**Data in this exercise**
//! Append-only compliance ledger.
//!
//! Records live in a growable arena in append order; secondary indexes
//! (by id, recipient, rule, reconciliation state, and record time) are
//! maintained incrementally at write time. Records are never removed, and
//! after append only the KYC/AML statuses, the external ids, and the
//! reconciliation pair may change.

use std::collections::{BTreeMap, BTreeSet, HashMap};

use chrono::{DateTime, Utc};
use rust_decimal::Decimal;
use tracing::debug;

use opentreasury_types::{
    AccountId, ComplianceRecord, ComplianceStatus, RecordId, Result, RuleId, TransactionSource,
    TreasuryError, TxRef,
};

/// One movement to be appended to the ledger.
#[derive(Debug, Clone)]
pub struct Movement {
    /// Reference in the external settlement system, when already known.
    pub external_ref: Option<TxRef>,
    /// Reference derived from the originating entity.
    pub internal_ref: TxRef,
    /// Triggering rule; `None` for manual (multisig) transfers.
    pub rule_id: Option<RuleId>,
    /// Originating subsystem.
    pub source: TransactionSource,
    /// Payout recipient.
    pub recipient: AccountId,
    /// Stablecoin amount moved.
    pub amount: Decimal,
    /// Account that triggered the execution.
    pub executor: AccountId,
}

/// Append-only audit trail of every treasury movement.
pub struct ComplianceLedger {
    /// Records in append order (the arena).
    records: Vec<ComplianceRecord>,
    /// O(1) id lookup into the arena.
    by_id: HashMap<RecordId, usize>,
    /// Arena positions per recipient.
    by_recipient: HashMap<AccountId, Vec<usize>>,
    /// Arena positions per triggering rule.
    by_rule: HashMap<RuleId, Vec<usize>>,
    /// Arena positions of records not yet reconciled.
    unreconciled: BTreeSet<usize>,
    /// (record time, sequence) → arena position, for range queries.
    by_time: BTreeMap<(DateTime<Utc>, u64), usize>,
    /// Block-height-equivalent counter, assigned per record.
    sequence: u64,
    /// Accounts allowed to update status and reconcile.
    approvers: BTreeSet<AccountId>,
}

impl ComplianceLedger {
    /// Create an empty ledger with the given approver set.
    #[must_use]
    pub fn new(approvers: Vec<AccountId>) -> Self {
        Self {
            records: Vec::new(),
            by_id: HashMap::new(),
            by_recipient: HashMap::new(),
            by_rule: HashMap::new(),
            unreconciled: BTreeSet::new(),
            by_time: BTreeMap::new(),
            sequence: 0,
            approvers: approvers.into_iter().collect(),
        }
    }

    /// Append one movement. Initializes KYC/AML to UNKNOWN; the off-chain
    /// verification flow fills them in later via [`Self::update_status`].
    ///
    /// # Errors
    /// - `InvalidAmount` for a non-positive amount
    /// - `InvalidRecipient` for the zero address
    pub fn record_movement(&mut self, movement: Movement, now: DateTime<Utc>) -> Result<RecordId> {
        if movement.amount <= Decimal::ZERO {
            return Err(TreasuryError::InvalidAmount {
                reason: "movement amount must be positive".to_string(),
            });
        }
        if movement.recipient.is_zero() {
            return Err(TreasuryError::InvalidRecipient);
        }

        let sequence = self.sequence;
        self.sequence += 1;

        let record_id = RecordId::derive(&movement.internal_ref, movement.recipient, sequence);
        let record = ComplianceRecord {
            record_id,
            external_ref: movement.external_ref,
            internal_ref: movement.internal_ref,
            rule_id: movement.rule_id,
            source: movement.source,
            recipient: movement.recipient,
            amount: movement.amount,
            kyc_status: ComplianceStatus::Unknown,
            aml_status: ComplianceStatus::Unknown,
            recorded_at: now,
            sequence,
            executor: movement.executor,
            gateway_id: None,
            transparency_id: None,
            reconciled: false,
            reconciled_at: None,
            metadata: None,
        };

        let pos = self.records.len();
        self.by_id.insert(record_id, pos);
        self.by_recipient
            .entry(record.recipient)
            .or_default()
            .push(pos);
        if let Some(rule_id) = record.rule_id {
            self.by_rule.entry(rule_id).or_default().push(pos);
        }
        self.unreconciled.insert(pos);
        self.by_time.insert((now, sequence), pos);

        debug!(
            record = %record_id,
            source = %record.source,
            recipient = %record.recipient.short(),
            amount = %record.amount,
            "movement recorded"
        );
        self.records.push(record);
        Ok(record_id)
    }

    /// Overwrite KYC/AML statuses and, when non-empty values are supplied,
    /// the external gateway/transparency ids. Restricted to approvers.
    ///
    /// # Errors
    /// - `NotAnApprover` for an unauthorized caller
    /// - `RecordNotFound` for an unknown id
    pub fn update_status(
        &mut self,
        caller: AccountId,
        record_id: RecordId,
        kyc: ComplianceStatus,
        aml: ComplianceStatus,
        gateway_id: Option<String>,
        transparency_id: Option<String>,
    ) -> Result<()> {
        self.check_approver(caller)?;
        let pos = *self
            .by_id
            .get(&record_id)
            .ok_or(TreasuryError::RecordNotFound(record_id))?;
        self.records[pos].update_status(kyc, aml, gateway_id, transparency_id);
        Ok(())
    }

    /// Mark a record as reconciled against external settlement.
    /// One-directional: a second call on the same record is rejected.
    ///
    /// # Errors
    /// - `NotAnApprover` for an unauthorized caller
    /// - `RecordNotFound` for an unknown id
    /// - `AlreadyReconciled` on repeat reconciliation
    pub fn reconcile(
        &mut self,
        caller: AccountId,
        record_id: RecordId,
        now: DateTime<Utc>,
    ) -> Result<()> {
        self.check_approver(caller)?;
        let pos = *self
            .by_id
            .get(&record_id)
            .ok_or(TreasuryError::RecordNotFound(record_id))?;
        let record = &mut self.records[pos];
        if record.reconciled {
            return Err(TreasuryError::AlreadyReconciled(record_id));
        }
        record.reconciled = true;
        record.reconciled_at = Some(now);
        self.unreconciled.remove(&pos);
        debug!(record = %record_id, "record reconciled");
        Ok(())
    }

    fn check_approver(&self, caller: AccountId) -> Result<()> {
        if !self.approvers.contains(&caller) {
            return Err(TreasuryError::NotAnApprover(caller));
        }
        Ok(())
    }

    /// Look up a record by id.
    #[must_use]
    pub fn get(&self, record_id: RecordId) -> Option<&ComplianceRecord> {
        self.by_id.get(&record_id).map(|pos| &self.records[*pos])
    }

    /// All records for a recipient, in append order.
    #[must_use]
    pub fn records_for_recipient(&self, recipient: AccountId) -> Vec<&ComplianceRecord> {
        self.by_recipient
            .get(&recipient)
            .map(|positions| positions.iter().map(|pos| &self.records[*pos]).collect())
            .unwrap_or_default()
    }

    /// All records produced by a rule, in append order. Batch executions
    /// contribute one record per recipient, all sharing the rule id.
    #[must_use]
    pub fn records_for_rule(&self, rule_id: RuleId) -> Vec<&ComplianceRecord> {
        self.by_rule
            .get(&rule_id)
            .map(|positions| positions.iter().map(|pos| &self.records[*pos]).collect())
            .unwrap_or_default()
    }

    /// Records filtered by reconciliation state. The unreconciled side is
    /// index-backed (it is the operationally hot query for the
    /// reporting pipeline).
    #[must_use]
    pub fn records_by_reconciliation(&self, reconciled: bool) -> Vec<&ComplianceRecord> {
        if reconciled {
            self.records.iter().filter(|r| r.reconciled).collect()
        } else {
            self.unreconciled
                .iter()
                .map(|pos| &self.records[*pos])
                .collect()
        }
    }

    /// Records whose record time falls in `[from, to]`, in time order.
    #[must_use]
    pub fn records_in_range(
        &self,
        from: DateTime<Utc>,
        to: DateTime<Utc>,
    ) -> Vec<&ComplianceRecord> {
        self.by_time
            .range((from, 0)..=(to, u64::MAX))
            .map(|(_, pos)| &self.records[*pos])
            .collect()
    }

    /// Sum of recorded amounts for one source subsystem.
    #[must_use]
    pub fn total_for_source(&self, source: TransactionSource) -> Decimal {
        self.records
            .iter()
            .filter(|r| r.source == source)
            .map(|r| r.amount)
            .sum()
    }

    /// The sequence number the next appended record will receive. Engines
    /// fold it into internal refs so each execution gets a distinct ref.
    #[must_use]
    pub fn next_sequence(&self) -> u64 {
        self.sequence
    }

    /// Number of records in the ledger.
    #[must_use]
    pub fn len(&self) -> usize {
        self.records.len()
    }

    /// Whether the ledger is empty.
    #[must_use]
    pub fn is_empty(&self) -> bool {
        self.records.is_empty()
    }
}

**How to complete this task**
Where a line of the records includes "AlreadyReconciled", copy it.

**Solution**
    /// - `AlreadyReconciled` on repeat reconciliation
            return Err(TreasuryError::AlreadyReconciled(record_id));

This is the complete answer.